La justice au pays des « klachs »

La justice au pays des « klachs »

Assam Yahia, Libre Algérie, 3-16 janvier 2000

« A ma sortie de prison en octobre 1997, je rejoins ma famille. A ma grande surprise, ma maison a été pillée et détruite. Le « patriote » Lakhdar Abderrahman, fusil à la main et avec des menaces de mort, me confisque ma maison. Dehors les intimidations contre mes amis du village continuent ; une façon à eux de m’isoler du reste du village. Fort d’une décision de justice pour regagner légalement mon domicile, je me précipite vers la gendarmerie de Hadjout, dans la wilaya de Tipasa, pour déposer plainte contre lui. Soutenu par Moussa, le chef de brigade de la gendarmerie de Hadjout et chef incontesté de cette localité, le « patriote » me menace et jure de me prendre tous mes biens. Sinon, dit-il « tu n’as qu’à prendre les armes et rejoindre le maquis ».

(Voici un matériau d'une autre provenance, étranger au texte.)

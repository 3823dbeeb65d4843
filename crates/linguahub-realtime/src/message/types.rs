//! Inbound and outbound WebSocket message type definitions.

use std::fmt;

use serde::{Deserialize, Serialize};
use serde_json::Value;

use linguahub_core::error::AppError;
use linguahub_core::result::AppResult;

/// Error code the server attaches to an authentication-failure frame.
pub const AUTH_FAILED_CODE: &str = "AUTH_FAILED";

/// Discriminator for messages sent by the server.
#[derive(Debug, Clone, Copy, PartialEq, Eq, Hash, Serialize, Deserialize)]
#[serde(rename_all = "snake_case")]
pub enum MessageKind {
    /// Connection acknowledged by the server.
    Connected,
    /// A chat message in one of the user's groups.
    NewMessage,
    /// A system-generated announcement.
    SystemMessage,
    /// A new group was created.
    GroupCreated,
    /// Another member is typing.
    Typing,
    /// Server-reported error.
    Error,
    /// Keep-alive response.
    Pong,
    /// A member joined a group.
    MemberAdded,
    /// A member left or was removed from a group.
    MemberRemoved,
    /// Group metadata changed.
    GroupUpdated,
    /// The current user was removed from a group.
    YouWereRemoved,
}

impl fmt::Display for MessageKind {
    fn fmt(&self, f: &mut fmt::Formatter<'_>) -> fmt::Result {
        let name = match self {
            Self::Connected => "connected",
            Self::NewMessage => "new_message",
            Self::SystemMessage => "system_message",
            Self::GroupCreated => "group_created",
            Self::Typing => "typing",
            Self::Error => "error",
            Self::Pong => "pong",
            Self::MemberAdded => "member_added",
            Self::MemberRemoved => "member_removed",
            Self::GroupUpdated => "group_updated",
            Self::YouWereRemoved => "you_were_removed",
        };
        write!(f, "{name}")
    }
}

/// Envelope for messages received from the server.
///
/// Every frame carries a `type` discriminator; error frames additionally
/// carry `code` and `message`. Whatever else the server includes for a
/// given type is preserved in [`ServerMessage::data`].
#[derive(Debug, Clone, PartialEq, Serialize, Deserialize)]
pub struct ServerMessage {
    /// Message discriminator.
    #[serde(rename = "type")]
    pub kind: MessageKind,
    /// Error code, present on error frames.
    #[serde(default, skip_serializing_if = "Option::is_none")]
    pub code: Option<String>,
    /// Human-readable description, present on error frames.
    #[serde(default, skip_serializing_if = "Option::is_none")]
    pub message: Option<String>,
    /// Type-specific payload fields.
    #[serde(flatten)]
    pub data: serde_json::Map<String, Value>,
}

impl ServerMessage {
    /// Parses a raw text frame into a message envelope.
    pub fn parse(raw: &str) -> AppResult<Self> {
        serde_json::from_str(raw)
            .map_err(|e| AppError::serialization(format!("malformed realtime frame: {e}")))
    }

    /// Returns whether this is a server-reported error frame.
    pub fn is_error(&self) -> bool {
        self.kind == MessageKind::Error
    }

    /// Returns the error code, if any.
    pub fn error_code(&self) -> Option<&str> {
        self.code.as_deref()
    }

    /// Returns whether this frame signals a rejected credential.
    pub fn is_auth_failure(&self) -> bool {
        self.is_error() && self.error_code() == Some(AUTH_FAILED_CODE)
    }

    /// Looks up a type-specific payload field.
    pub fn field(&self, name: &str) -> Option<&Value> {
        self.data.get(name)
    }
}

/// Messages sent by the client to the server.
#[derive(Debug, Clone, Serialize, Deserialize)]
#[serde(tag = "type", rename_all = "snake_case")]
pub enum ClientMessage {
    /// Keep-alive probe.
    Ping,
}
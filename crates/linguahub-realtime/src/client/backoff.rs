//! Exponential backoff policy for reconnection attempts.

use std::time::Duration;

use linguahub_core::config::realtime::RealtimeConfig;

/// Reconnection schedule: bounded attempt count with exponentially
/// growing delays.
#[derive(Debug, Clone)]
pub struct ReconnectPolicy {
    /// Maximum number of attempts before giving up.
    pub max_attempts: u32,
    /// Delay before the first attempt.
    pub base_delay: Duration,
    /// Multiplier applied per additional attempt.
    pub growth_factor: f64,
}

impl ReconnectPolicy {
    /// Builds the policy from configuration.
    pub fn from_config(config: &RealtimeConfig) -> Self {
        Self {
            max_attempts: config.max_reconnect_attempts,
            base_delay: Duration::from_millis(config.reconnect_base_delay_ms),
            growth_factor: config.reconnect_backoff_multiplier,
        }
    }

    /// Returns the delay before the given attempt (1-based):
    /// `base_delay * growth_factor^(attempt - 1)`.
    pub fn delay_for(&self, attempt: u32) -> Duration {
        let exponent = attempt.saturating_sub(1);
        let factor = self.growth_factor.powi(exponent as i32);
        let millis = self.base_delay.as_millis() as f64 * factor;
        Duration::from_millis(millis as u64)
    }

    /// Returns whether the attempt budget is spent.
    pub fn exhausted(&self, attempts: u32) -> bool {
        attempts >= self.max_attempts
    }
}

#[cfg(test)]
mod tests {
    use super::*;

    fn policy() -> ReconnectPolicy {
        ReconnectPolicy::from_config(&RealtimeConfig::default())
    }

    #[test]
    fn test_delay_series() {
        let policy = policy();
        assert_eq!(policy.delay_for(1), Duration::from_millis(2000));
        assert_eq!(policy.delay_for(2), Duration::from_millis(3000));
        assert_eq!(policy.delay_for(3), Duration::from_millis(4500));
        assert_eq!(policy.delay_for(4), Duration::from_millis(6750));
        assert_eq!(policy.delay_for(5), Duration::from_millis(10125));
    }

    #[test]
    fn test_delays_strictly_increase() {
        let policy = policy();
        for attempt in 1..policy.max_attempts {
            assert!(policy.delay_for(attempt + 1) > policy.delay_for(attempt));
        }
    }

    #[test]
    fn test_attempt_budget() {
        let policy = policy();
        assert!(!policy.exhausted(4));
        assert!(policy.exhausted(5));
        assert!(policy.exhausted(6));
    }
}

Je ne suis ni terroriste ni repenti

Ce témoignage est celui de Salim Fekrar. La quarantaine, fellah, il travaillait ses terres et celles de sa grand-mère dans une région touchée par les affres de la guerre. « Hadjout, raconte Salim, est connue pour être une zone à haut risque. Ici, les gens sont terrorisés. Nous avons vu crimes, massacres, assassinats, répression, violences et la hogra au quotidien. Hadjout est devenue, avec le temps, l’empire de la force où les armes et ceux qui les portent règnent comme des maîtres sur la région. » En 1995, alors que Salim s’occupait de sa récolte devant son domicile de Hamr-el-Aïn, il reçoit la visite du chef de brigade, Moussa, en civil, accompagné de son adjoint, Rezzoug Mohamed. Ces derniers, voulant emporter deux sacs de pommes de terre sans payer, ont essayé d’intimider Salim. Sans céder aux menaces, celui-ci demande au chef de brigade de payer sur place, comme tout le monde, le prix de la pomme de terre. Un prix que Salim payera très cher plus tard. Après quelques jours, alors qu’il sortait de l’hôpital, Salim est arrêté à son domicile par le chef de brigade de la gendarmerie. Douze jours durant, dans les geôles de la gendarmerie de Hadjout, Salim subit «des violences physiques et morales et les pires humiliations qui soient » . Traduit ensuite devant le tribunal criminel de Blida pour terrorisme, Salim sera innocenté est acquitté. Faute de preuves.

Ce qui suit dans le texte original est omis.